Hematoxylin and eosin (H&E) staining
After being cleaned with regular saline, the kidney tissue was preserved with 4% paraformaldehyde at room temperature and subjected to gradient dehydration in ethanol. The tissue blocks were placed in molds containing wax solution and left to cool and solidify on a freezer table for 10 min before removal. The embedded tissue was continuously sectioned with a microtome at a thickness of 4–5 µm. The sections were stained using hematoxylin for 8 min and eosin for 5 min at room temperature. The renal morphology of each group was examined microscopically. A total of three kidneys were selected from each group and 10 non-overlapping regions were randomly selected from each kidney at ×40 magnification.
Masson staining
The Masson three-color staining procedure was used to assess the severity of renal fibrosis. Kidney samples were extracted as soon as possible after death and stored in 4% paraformaldehyde at room temperature. After rinsing the kidney tissues with PBS, complete dehydration was performed at 50, 70, 80, 95 and 100% starting with 30% ethanol.

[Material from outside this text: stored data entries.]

#[cfg(test)]
#[allow(
    clippy::unwrap_used,
    clippy::redundant_clone,
    clippy::manual_string_new,
    clippy::needless_collect,
    clippy::unreadable_literal,
    clippy::used_underscore_items,
    clippy::similar_names
)]
mod tests {
    use std::path::PathBuf;
    use std::sync::Mutex;

    use mailcrypt_pgp::ToolKind;
    use mailcrypt_pgp::backend::NullBackend;

    use super::*;

    /// Prompter answering from a fixed script, counting every ask.
    #[derive(Default)]
    struct Scripted {
        passphrase: Option<String>,
        choice2: Choice2Answer,
        choice3: Choice3Answer,
        counts: Mutex<Counts>,
    }

    #[derive(Default)]
    struct Counts {
        passphrases: usize,
        continues: usize,
        retries: usize,
        selections: usize,
    }

    #[derive(Default, Clone, Copy)]
    enum Choice2Answer {
        #[default]
        Proceed,
        Cancel,
    }

    #[derive(Default, Clone, Copy)]
    enum Choice3Answer {
        #[default]
        Retry,
        Cancel,
    }

    impl Prompter for Scripted {
        async fn request_passphrase(&self, _key_hint: &str) -> Option<Passphrase> {
            self.counts.lock().unwrap().passphrases += 1;
            self.passphrase.as_deref().map(Passphrase::new)
        }

        async fn request_key_selection(
            &self,
            candidates: &[KeyDescriptor],
            _recipient: &str,
        ) -> Option<KeyDescriptor> {
            self.counts.lock().unwrap().selections += 1;
            candidates.first().cloned()
        }

        async fn request_continue(&self, _text: &str, _affirmative: &str) -> Choice2 {
            self.counts.lock().unwrap().continues += 1;
            match self.choice2 {
                Choice2Answer::Proceed => Choice2::Proceed,
                Choice2Answer::Cancel => Choice2::Cancel,
            }
        }

        async fn request_retry_or_demote(
            &self,
            _text: &str,
            _retry: &str,
            _demote: &str,
        ) -> Choice3 {
            self.counts.lock().unwrap().retries += 1;
            match self.choice3 {
                Choice3Answer::Retry => Choice3::Retry,
                Choice3Answer::Cancel => Choice3::Cancel,
            }
        }
    }

    const SIGNED: &str = "-----BEGIN PGP SIGNED MESSAGE-----\nHash: SHA1\n\nhi\n-----BEGIN PGP SIGNATURE-----\nabc\n-----END PGP SIGNATURE-----\n";

    /// A session whose backend looks installed but points at nothing;
    /// paths that never spawn the tool behave normally.
    async fn session_with_ghost_tool(prompter: Scripted) -> Session<Scripted> {
        let config = SessionConfig {
            tool: ToolKind::Gpg,
            binary_override: Some(PathBuf::from("/nonexistent/gpg")),
            ..SessionConfig::default()
        };
        Session::with_config(prompter, config).await
    }

    fn null_session(prompter: Scripted) -> Session<Scripted> {
        Session {
            prompter,
            config: SessionConfig::default(),
            backend: Backend::Null(NullBackend::default()),
            directory: KeyDirectory::default(),
            passphrase: None,
            envelope: None,
            state: SessionState::Idle,
            last_error: String::new(),
        }
    }

    #[tokio::test]
    async fn body_without_marker_stays_idle() {
        let mut session = session_with_ghost_tool(Scripted::default()).await;
        assert!(!session.set_message("plain text, nothing armored"));
        assert_eq!(session.state(), SessionState::Idle);
        assert!(session.last_error_msg().is_empty());
        // The body is retained for a later encrypt call.
        assert_eq!(session.message(), "plain text, nothing armored");
    }

    #[tokio::test]
    async fn block_without_tool_records_the_error() {
        let mut session = null_session(Scripted::default());
        assert!(!session.set_message(SIGNED));
        assert_eq!(session.state(), SessionState::Idle);
        assert!(session.last_error_msg().contains("PGP executable"));
        assert_eq!(session.frontmatter(), "");
    }

    #[tokio::test]
    async fn decrypt_of_unencrypted_message_is_immediate() {
        let prompter = Scripted {
            // No passphrase scripted: any prompt would return None and
            // flip the outcome to Declined.
            passphrase: None,
            ..Scripted::default()
        };
        let mut session = session_with_ghost_tool(prompter).await;
        assert!(session.set_message(SIGNED));
        assert!(!session.is_encrypted());
        assert!(session.decrypt().await);
        assert_eq!(session.prompter.counts.lock().unwrap().passphrases, 0);
    }

    #[tokio::test]
    async fn cleanup_pass_forces_a_reprompt() {
        let prompter = Scripted {
            passphrase: Some("hunter2".to_string()),
            ..Scripted::default()
        };
        let mut session = session_with_ghost_tool(prompter).await;

        assert!(session.prepare(true).await);
        session.cleanup_pass();
        assert!(session.passphrase.is_none());
        assert!(session.prepare(true).await);
        assert_eq!(session.prompter.counts.lock().unwrap().passphrases, 2);
    }

    #[tokio::test]
    async fn stored_passphrase_survives_cleanup() {
        let prompter = Scripted {
            passphrase: Some("hunter2".to_string()),
            ..Scripted::default()
        };
        let mut session = session_with_ghost_tool(prompter).await;
        session.config.store_pass = true;

        assert!(session.prepare(true).await);
        session.cleanup_pass();
        assert!(session.prepare(true).await);
        assert_eq!(session.prompter.counts.lock().unwrap().passphrases, 1);

        // Turning retention off wipes immediately.
        session.set_store_passphrase(false);
        assert!(session.passphrase.is_none());
    }

    #[tokio::test]
    async fn unresolvable_recipient_offers_cancel() {
        let prompter = Scripted {
            choice2: Choice2Answer::Cancel,
            ..Scripted::default()
        };
        let mut session = session_with_ghost_tool(prompter).await;
        session.set_message("dear bob");

        let sent = session
            .encrypt_for(&["bob@example.com".to_string()], false)
            .await;
        assert!(!sent);
        assert_eq!(session.state(), SessionState::Resolved(Outcome::Declined));
        assert_eq!(session.prompter.counts.lock().unwrap().continues, 1);
    }

    #[tokio::test]
    async fn zero_resolved_recipients_short_circuits() {
        let prompter = Scripted::default(); // proceeds at every prompt
        let mut session = session_with_ghost_tool(prompter).await;
        session.set_message("dear bob");

        let sent = session
            .encrypt_for(&["bob@example.com".to_string()], false)
            .await;
        assert!(sent, "user chose to send unencrypted");
        assert_eq!(session.state(), SessionState::Resolved(Outcome::Success));
        // The message is untouched: no tool run happened.
        assert_eq!(session.message(), "dear bob");
        // One prompt for the unresolved list, one for "will not be
        // encrypted".
        assert_eq!(session.prompter.counts.lock().unwrap().continues, 2);
    }

    #[tokio::test]
    async fn passphrase_cancel_declines_the_operation() {
        let prompter = Scripted {
            passphrase: None,
            ..Scripted::default()
        };
        let mut session = session_with_ghost_tool(prompter).await;
        session.set_message("sign me");

        assert!(!session.sign().await);
        assert_eq!(session.state(), SessionState::Resolved(Outcome::Declined));
    }

    #[tokio::test]
    async fn null_backend_never_blocks_composing() {
        let mut session = null_session(Scripted::default());
        assert!(session.have_public_key("anyone@example.com").await);
        assert!(!session.have_pgp());
    }
}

The tissue blocks were placed in molds filled with wax solution, cooled and solidified on a freezer table for 10 min, and then removed for sectioning. At room temperature, sections were stained with hematoxylin staining solution for 5 min, Ponceau acid fuchsin staining solution for 10 min, and finally stained with bright green staining solution for 1 min. The degree of collagen accumulation in renal interstitial fibrosis was observed via Masson's trichrome staining. The blue linear or granular deposits were positive for collagen. Sections were observed under light microscopy and analyzed semi-quantitatively using ImageJ v1.8.0 software (National Institutes of Health).
Immunohistochemistry
Paraffin sections of 4 µm renal tissue were deparaffinized with xylene at 50°C for 3 min, hydrated by graded ethanol series and then incubated in 3% hydrogen peroxide at room temperature for 15 min to inactivate endogenous peroxidase. After washing with PBS, sections were blocked with 5% goat serum (Beyotime Institute of Biotechnology) for 60 min. Sections were incubated overnight at 4°C with primary antibodies as follows: Grp78 (Proteintech Group, Inc.; cat. no. 11587-1-AP; 1:200), CHOP (Wuhan Servicebio Technology Co., Ltd.; cat. no. GB11204; 1:500), α-SMA (Cell Signaling Technology, Inc.; cat. no. 19245; 1:400), collagen I (Chengdu Zen-Bioscience Co., Ltd.; cat. no. 343277; 1:100), TGF-β1 (Wuhan Boster Biological Technology, Ltd.; cat. no. BA0290; 1:100), Phospho-SMAD2/3 (Affinity Biosciences; cat. no. AF3367; 1:100) and SMAD7 rabbit pAb (ABclonal Biotech Co., Ltd.; cat. no. A12343; 1:100). Sections were incubated with secondary antibody (Wuhan Servicebio Technology Co., Ltd.; cat. no. G1214; 1:200) for 1 h at room temperature and stained with 3,3′-diaminobenzidine (DAB) for 5 min at room temperature and counterstained with hematoxylin for 60 sec at room temperature. Sections were observed under a light microscope at 40× magnification and analyzed semi-quantitatively using ImageJ v1.8.0 software (National Institutes of Health).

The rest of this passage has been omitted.